Originally published in December 2012 on my old WordPress blog.
My mum sent me some money with instructions to ‘do something nice for Christmas’. It was Christmas Eve when I emailed her from a dilapidated shack in Nu Po refugee camp high up in the mountains somewhere on the Thai-Burmese border.
My fellow student Franco and I wanted to do something unique for Christmas; we wanted to push ourselves and experience something out of the ordinary, knowing God was right there with us.
We travelled ten hours overnight by bus, through Bangkok and up to Mae Sort in Thailand’s north. There we met Pod Mark, a close brother and recent Victory Bible College graduate.
We mistakenly thought we’d reached our final destination but Pod Mark explained that we needed to travel another eight hours up into the hills. A Songtaow, best described as a pick up truck with a canvas roof, is the only way to travel here.
It stops along the road to pick up or drop off any tribal people who have a few Baht to pay for a ride. Hanging on tightly through the endless hair-pin turns up the mountain, we ascended into our destination.
I don’t know what I expected a refugee camp to look like but once we passed through the guarded gates we found countless rows of cute bamboo huts jammed together at the foot of gorgeous forest-covered mountains. People mingled and children played in the narrow dusty roads.
We stayed with Pod Mark and his mum in their bamboo home. The small square house was divided into a cooking and living area, bathroom and sleeping quarters – a very effective use of their allotted space!
Franco and I made ourselves at home bathing with buckets of murky ice water and sleeping on slabs of bamboo. We awoke at dawn to the sound of roosters crowing and small shops preparing the days’ business. The smell of new rice cooking over open fires made me think this would not be such a bad place to live.
Then as I watched an elderly lady puttering around buying vegetables, I had to imagine the adjustments she must have made from the freedom of village life to fleeing her persecutors in this refugee camp. She must have been a young woman thirty years earlier when she landed in this ‘temporary settlement’.
This camp is home to a generation who have never known anything other than life in captivity…

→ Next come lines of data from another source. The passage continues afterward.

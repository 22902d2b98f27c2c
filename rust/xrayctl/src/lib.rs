//! Manage an xray confdir of JSON fragments.
//!
//! [`manager::Manager`] is the entry point: it adds, updates and removes
//! protocol units, each change wrapped in snapshot, validate and rollback.

pub mod backup;
pub mod catalog;
pub mod config;
pub mod error;
pub mod fragments;
pub mod keys;
pub mod lock;
pub mod logging;
pub mod manager;
pub mod notify;
pub mod ports;
pub mod share;
pub mod shell;
pub mod template;
pub mod validator;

On our first day we visited dozens of huts. We ate with families, pastors and Christian leaders. We built relationships and spoke into their lives. This led to us sharing with the young people in the Karen Tribe Baptist Church.

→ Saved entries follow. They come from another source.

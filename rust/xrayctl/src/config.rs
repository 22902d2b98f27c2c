use anyhow::{Context, Result};
use serde::Deserialize;
use std::{
    env, fs,
    path::{Path, PathBuf},
    time::Duration,
};

pub const DEFAULT_CONFIG_PATH: &str = "/etc/xrayctl/config.json";
pub const SKIP_VALIDATE_ENV: &str = "XRAYCTL_SKIP_VALIDATE";

#[derive(Debug, Clone, Deserialize)]
#[serde(default)]
pub struct Config {
    /// Directory of JSON fragments loaded by `xray run -confdir`.
    pub confdir: PathBuf,

    /// Default destination for user-requested backups.
    pub backup_dir: PathBuf,

    /// Ephemeral snapshots, archive extraction and the lock file.
    /// Must not live inside `confdir`.
    pub scratch_dir: PathBuf,

    /// Where the pre-restore safety backup goes. Falls back to `backup_dir`.
    pub safety_dir: Option<PathBuf>,

    pub xray_bin: PathBuf,

    pub validate_timeout_ms: u64,

    pub skip_validation: bool,

    /// Address placed in share URLs for units that carry no domain.
    pub public_host: Option<String>,

    /// Default location of `<domain>.crt` / `<domain>.key`.
    pub cert_dir: PathBuf,

    pub reload: ReloadConfig,

    pub log: LogConfig,
}

#[derive(Debug, Clone, Deserialize)]
#[serde(default)]
pub struct LogConfig {
    pub level: String,

    /// If set, logs will also be appended here.
    pub file: Option<PathBuf>,

    /// Short capped journal of committed mutations.
    pub journal: Option<PathBuf>,
}

impl Default for LogConfig {
    fn default() -> Self {
        Self { level: default_log_level(), file: None, journal: None }
    }
}

#[derive(Debug, Clone, Deserialize)]
#[serde(default)]
pub struct ReloadConfig {
    /// Shell line run after a committed mutation, e.g. `systemctl restart xray`.
    pub command: Option<String>,

    /// Alternatively send SIGHUP to the pid in this file.
    pub pid_file: Option<PathBuf>,

    pub timeout_ms: u64,
}

impl Default for ReloadConfig {
    fn default() -> Self {
        Self { command: None, pid_file: None, timeout_ms: 15_000 }
    }
}

impl Default for Config {
    fn default() -> Self {
        Self {
            confdir: PathBuf::from("/usr/local/etc/xray/confs"),
            backup_dir: PathBuf::from("/usr/local/etc/xray/backups"),
            scratch_dir: env::temp_dir().join("xrayctl"),
            safety_dir: None,
            xray_bin: PathBuf::from("/usr/local/bin/xray"),
            validate_timeout_ms: 10_000,
            skip_validation: false,
            public_host: None,
            cert_dir: PathBuf::from("/usr/local/etc/xray/certs"),
            reload: ReloadConfig::default(),
            log: LogConfig::default(),
        }
    }
}

fn default_log_level() -> String {
    "info".to_string()
}

impl Config {
    pub fn load(path: &Path) -> Result<Self> {
        let s = fs::read_to_string(path).with_context(|| format!("read config {}", path.display()))?;
        let mut cfg: Config =
            serde_json::from_str(&s).with_context(|| format!("parse json {}", path.display()))?;

        if let Some(d) = &cfg.safety_dir {
            if d.as_os_str().is_empty() {
                cfg.safety_dir = None;
            }
        }
        Ok(cfg)
    }

    /// Explicit file, else the system-wide file when present, else defaults.
    /// Environment overrides are applied last.
    pub fn resolve(explicit: Option<&Path>) -> Result<Self> {
        let mut cfg = match explicit {
            Some(p) => Self::load(p)?,
            None => {
                let p = Path::new(DEFAULT_CONFIG_PATH);
                if p.is_file() {
                    Self::load(p)?
                } else {
                    Self::default()
                }
            }
        };
        cfg.apply_env(|k| env::var(k).ok());
        Ok(cfg)
    }

    pub fn apply_env<F: Fn(&str) -> Option<String>>(&mut self, var: F) {
        if let Some(v) = var("XRAYCTL_CONFDIR").filter(|v| !v.is_empty()) {
            self.confdir = PathBuf::from(v);
        }
        if let Some(v) = var("XRAYCTL_BACKUP_DIR").filter(|v| !v.is_empty()) {
            self.backup_dir = PathBuf::from(v);
        }
        if let Some(v) = var("XRAYCTL_XRAY_BIN").filter(|v| !v.is_empty()) {
            self.xray_bin = PathBuf::from(v);
        }
        if let Some(v) = var("XRAYCTL_LOG_LEVEL").filter(|v| !v.is_empty()) {
            self.log.level = v;
        }
        if let Some(v) = var("XRAYCTL_PUBLIC_HOST").filter(|v| !v.is_empty()) {
            self.public_host = Some(v);
        }
        if let Some(v) = var(SKIP_VALIDATE_ENV) {
            self.skip_validation = matches!(v.trim(), "1" | "true" | "yes");
        }
    }

    pub fn safety_dir(&self) -> &Path {
        self.safety_dir.as_deref().unwrap_or(&self.backup_dir)
    }

    pub fn validate_timeout(&self) -> Duration {
        Duration::from_millis(self.validate_timeout_ms.max(1))
    }

    /// Layout rooted in one directory, for tests.
    pub fn rooted(root: &Path) -> Self {
        Self {
            confdir: root.join("confs"),
            backup_dir: root.join("backups"),
            scratch_dir: root.join("scratch"),
            cert_dir: root.join("certs"),
            ..Self::default()
        }
    }
}

#[cfg(test)]
mod tests {
    use super::*;
    use std::collections::HashMap;

    #[test]
    fn partial_file_keeps_defaults() {
        let dir = tempfile::tempdir().unwrap();
        let p = dir.path().join("config.json");
        fs::write(&p, r#"{"confdir": "/etc/xray/confs", "log": {"level": "debug"}, "safety_dir": ""}"#)
            .unwrap();

        let cfg = Config::load(&p).unwrap();
        assert_eq!(cfg.confdir, PathBuf::from("/etc/xray/confs"));
        assert_eq!(cfg.log.level, "debug");
        assert_eq!(cfg.validate_timeout_ms, 10_000);
        assert!(cfg.safety_dir.is_none());
        assert_eq!(cfg.safety_dir(), cfg.backup_dir.as_path());
    }

    #[test]
    fn env_overrides() {
        let vars: HashMap<&str, &str> = [
            ("XRAYCTL_CONFDIR", "/srv/confs"),
            ("XRAYCTL_SKIP_VALIDATE", "1"),
            ("XRAYCTL_PUBLIC_HOST", "203.0.113.7"),
        ]
        .into_iter()
        .collect();

        let mut cfg = Config::default();
        cfg.apply_env(|k| vars.get(k).map(|v| v.to_string()));
        assert_eq!(cfg.confdir, PathBuf::from("/srv/confs"));
        assert!(cfg.skip_validation);
        assert_eq!(cfg.public_host.as_deref(), Some("203.0.113.7"));
        assert_eq!(cfg.xray_bin, PathBuf::from("/usr/local/bin/xray"));
    }

    #[test]
    fn bad_json_names_file() {
        let dir = tempfile::tempdir().unwrap();
        let p = dir.path().join("config.json");
        fs::write(&p, "{ nope").unwrap();
        let err = Config::load(&p).unwrap_err();
        assert!(format!("{err:#}").contains("config.json"));
    }
}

The next night we had the honour of meeting with the faithful pastors of a Spirit-filled church. It was exciting to experience an instant connection with these humble servants. They entrusted us with speaking the very next morning at their special Christmas service.
We quickly said yes and came Christmas day to see four congregations crammed into the makeshift church. As God led us, we preached the Word and prophesied His life-giving message. People were baptised in the Holy Spirit and the sick recovered in front of our eyes.
The place was absolutely packed!
There were rows of chairs lined up outside the church because people were desperate to catch a glimpse of what God was doing.
A few days later we met a young man who arranged for us to visit the hill tribe village of Kwitta, just 10 minutes from the Burmese border.
On arriving we met with a group of ten villagers but they quickly turned into a crowd of four hundred as people flocked to the central green from the hills around. We suddenly found ourselves leading worship on their rickety stage. This was a missionaries dream come true: flung onto the front line of the Great Commission.
God had exceeded our wildest expectations!
Away from city lights on our high mountain perch, I was awestruck at the thousands of stars, so bright and so many!
Walking from one hut to another I kept losing Pod Mark as I found myself stopping to stare at the striking night sky!
I wanted to kneel right there in the dusty road and worship my Creator; how close He was!
This is how God spoke to Abraham and now we were being used by Him, in perfect marching step with His Spirit, simply because we humbled ourselves and obeyed. We said yes to every opportunity, we pushed ourselves beyond what we could be and we did what we never thought possible.
The next day I was sitting on the roof of another Songtaow, gripping some anchor bars for dear life as we now descended through those same sharp mountain bends.
I tried to take in what God had just done in and through us in these last seven days. Overwhelmed at the goodness and faithfulness of Him who is so deserving of it all, tears of joy started to flow, the hope in my heart had been increased. I was now envisioned.
God is looking for people willing to push themselves past their own capacity to achieve the impossible and take ownership of the Great Commission, to bring God’s love into the villages, towns and nations of those that don’t know Him.
This is our task, our responsibility to usher in the Kingdom of God to every place that our feet touch. May we rise to this life-challenge each day, dying to self and living for His will.